I too spent many years basing my personal worth not only on comparisons to others, but on my own works, my physical appearance, abilities I did or didn’t have and the fact that my dad was a successful person and hey, I was his daughter! Needless to say, my personal exchange rate was in constant flux.

It wasn’t until I became a Christian that I realized I could abandon this constant

“pressure to measure.”

I learned that my value is securely grounded in God’s steadfast, never changing love for me. This value doesn’t wax and wane depending on how much I make, what I do (good or bad) or how I look.
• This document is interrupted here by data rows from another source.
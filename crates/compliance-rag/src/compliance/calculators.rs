//! Stateless compliance calculators
//!
//! All results are full-precision `f64`; no rounding is applied.

use chrono::{Duration, NaiveDate};

/// CSR spend rate on net profit
pub const CSR_RATE: f64 = 0.02;
/// Preferential tax rate for private limited companies
pub const PVT_LTD_TAX_RATE: f64 = 0.25;
/// Tax rate for every other company type
pub const DEFAULT_TAX_RATE: f64 = 0.30;
/// GST rate on turnover
pub const GST_RATE: f64 = 0.18;
/// Provident Fund contribution rate on salary
pub const PF_RATE: f64 = 0.12;
/// Employee State Insurance contribution rate on salary
pub const ESI_RATE: f64 = 0.0075;

/// Corporate Social Responsibility spend: 2% of net profit
pub fn csr(net_profit: f64) -> f64 {
    net_profit * CSR_RATE
}

/// Corporate tax
///
/// Only `"pvt_ltd"` (exact match) gets the 25% rate; every other value,
/// including `"public"` and `"partnership"`, is taxed at 30%.
pub fn tax(company_type: &str, profit: f64) -> f64 {
    let rate = if company_type == "pvt_ltd" {
        PVT_LTD_TAX_RATE
    } else {
        DEFAULT_TAX_RATE
    };
    profit * rate
}

/// Goods and Services Tax: 18% of turnover
pub fn gst(turnover: f64) -> f64 {
    turnover * GST_RATE
}

/// PF and ESI contributions for `num_employees` earning `salary` each
///
/// Returns `(pf, esi)`.
pub fn pf_esi(salary: f64, num_employees: f64) -> (f64, f64) {
    let pf = salary * PF_RATE * num_employees;
    let esi = salary * ESI_RATE * num_employees;
    (pf, esi)
}

/// Billing cycle length
#[derive(Debug, Clone, Copy, PartialEq, Eq)]
pub enum BillingFrequency {
    /// Every 30 days
    Monthly,
    /// Every 90 days
    Quarterly,
    /// Every 365 days
    Annual,
}

impl BillingFrequency {
    /// Parse an exact frequency keyword
    pub fn parse(value: &str) -> Option<Self> {
        match value {
            "monthly" => Some(Self::Monthly),
            "quarterly" => Some(Self::Quarterly),
            "annual" => Some(Self::Annual),
            _ => None,
        }
    }

    /// Cycle length in days
    pub fn days(self) -> i64 {
        match self {
            Self::Monthly => 30,
            Self::Quarterly => 90,
            Self::Annual => 365,
        }
    }

    /// Keyword for this frequency
    pub fn as_str(self) -> &'static str {
        match self {
            Self::Monthly => "monthly",
            Self::Quarterly => "quarterly",
            Self::Annual => "annual",
        }
    }
}

/// Next billing date after `last_date`
///
/// Fixed-length cycles (30/90/365 days, not calendar months). An
/// unrecognised frequency returns `last_date` unchanged.
pub fn next_billing_date(last_date: NaiveDate, frequency: &str) -> NaiveDate {
    match BillingFrequency::parse(frequency) {
        Some(freq) => last_date + Duration::days(freq.days()),
        None => last_date,
    }
}
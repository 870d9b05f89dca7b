//! Application state for the chat server

use std::sync::Arc;

use crate::chat::ChatService;
use crate::config::RagConfig;

/// Shared application state
#[derive(Clone)]
pub struct AppState {
    inner: Arc<AppStateInner>,
}

struct AppStateInner {
    config: RagConfig,
    chat: ChatService,
}

impl AppState {
    /// Create new application state
    pub fn new(config: RagConfig, chat: ChatService) -> Self {
        Self {
            inner: Arc::new(AppStateInner { config, chat }),
        }
    }

    /// Get configuration
    pub fn config(&self) -> &RagConfig {
        &self.inner.config
    }

    /// Get the chat service
    pub fn chat(&self) -> &ChatService {
        &self.inner.chat
    }
}
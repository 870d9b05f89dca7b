//! Single-slot conversation memory for "explain more" follow-ups

use parking_lot::Mutex;

/// One question/answer pair
#[derive(Debug, Clone, PartialEq, Eq)]
pub struct Exchange {
    /// Question as sent to the query engine (lowercased)
    pub question: String,
    /// Answer returned by the query engine
    pub answer: String,
}

/// Process-wide memory of the most recent successful exchange
///
/// There is exactly one slot, shared by every caller: it is not keyed by
/// user or session, so concurrent users read and overwrite each other's last
/// answer. The mutex only prevents torn writes. Question and answer are
/// stored together, so both are set or neither is.
#[derive(Debug, Default)]
pub struct ConversationState {
    last: Mutex<Option<Exchange>>,
}

impl ConversationState {
    /// Create an empty state
    pub fn new() -> Self {
        Self::default()
    }

    /// Replace the remembered exchange
    pub fn remember(&self, question: impl Into<String>, answer: impl Into<String>) {
        *self.last.lock() = Some(Exchange {
            question: question.into(),
            answer: answer.into(),
        });
    }

    /// Most recent exchange, if any
    pub fn last(&self) -> Option<Exchange> {
        self.last.lock().clone()
    }

    /// Most recent answer, if any
    pub fn last_answer(&self) -> Option<String> {
        self.last.lock().as_ref().map(|e| e.answer.clone())
    }
}

#[cfg(test)]
mod tests {
    use super::*;

    #[test]
    fn test_starts_empty() {
        let state = ConversationState::new();
        assert!(state.last().is_none());
        assert!(state.last_answer().is_none());
    }

    #[test]
    fn test_remember_overwrites() {
        let state = ConversationState::new();
        state.remember("what is gst?", "18%");
        state.remember("what is csr?", "2%");

        assert_eq!(
            state.last(),
            Some(Exchange {
                question: "what is csr?".to_string(),
                answer: "2%".to_string(),
            })
        );
    }

    #[test]
    fn test_shared_across_threads() {
        let state = std::sync::Arc::new(ConversationState::new());
        let writer = {
            let state = state.clone();
            std::thread::spawn(move || state.remember("q from user a", "a's answer"))
        };
        writer.join().unwrap();

        // Another caller sees the first caller's answer.
        assert_eq!(state.last_answer().as_deref(), Some("a's answer"));
    }
}
//! In-memory vector index and the query engine built on it

pub mod engine;
pub mod index;

pub use engine::{QueryEngine, RetrieverQueryEngine};
pub use index::{cosine_similarity, SearchResult, VectorIndex};
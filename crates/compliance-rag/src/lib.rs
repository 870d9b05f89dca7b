//! compliance-rag: PDF-backed compliance chatbot
//!
//! At startup every page of every PDF in the configured folder is embedded
//! into an in-memory index. Questions posted to `/ask` are answered by
//! retrieving the closest pages and completing a QA prompt, with a
//! single-slot memory so "explain more" follow-ups can elaborate on the
//! previous answer. The `compliance` module carries standalone formulas
//! (CSR, tax, GST, PF/ESI, billing dates) and question parsing helpers.

pub mod chat;
pub mod compliance;
pub mod config;
pub mod conversation;
pub mod error;
pub mod generation;
pub mod ingestion;
pub mod providers;
pub mod retrieval;
pub mod server;
pub mod types;

pub use chat::ChatService;
pub use config::RagConfig;
pub use conversation::ConversationState;
pub use error::{Error, Result};
pub use retrieval::{QueryEngine, VectorIndex};
pub use types::{
    document::Document,
    query::{AnswerResponse, ComplianceRequest},
};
He isn’t monitoring me on some celestial Facebook feed to make sure I’m measuring up..

“The LORD sees not as man sees: man looks on the outward appearance, but the LORD looks on the heart.” (1 Samuel 16:7)

There is an almost indescribable sense of freedom that accompanies the realization that my value is firmly rooted in my relationship with a God of grace, compassion and a love so deep that he sent his son to earth to die on my behalf so that my salvation could be secured.

Eternal life in heaven isn’t a reward for perfect people, it’s a gift completely unrelated to any “human performance level.” Sadly, there are many who simply cannot accept the thought that their destiny is not in their hands OR that someone else they may consider a complete loser could share equally in God’s loving inheritance.

Our value isn’t tied to what I do,

it rests squarely on what He did.

Of course none of this means that I stop trying to become a better version of myself..but my efforts at self-improvement take place within the context and security of my relationship with God who paid the price for every single one of my shortcomings.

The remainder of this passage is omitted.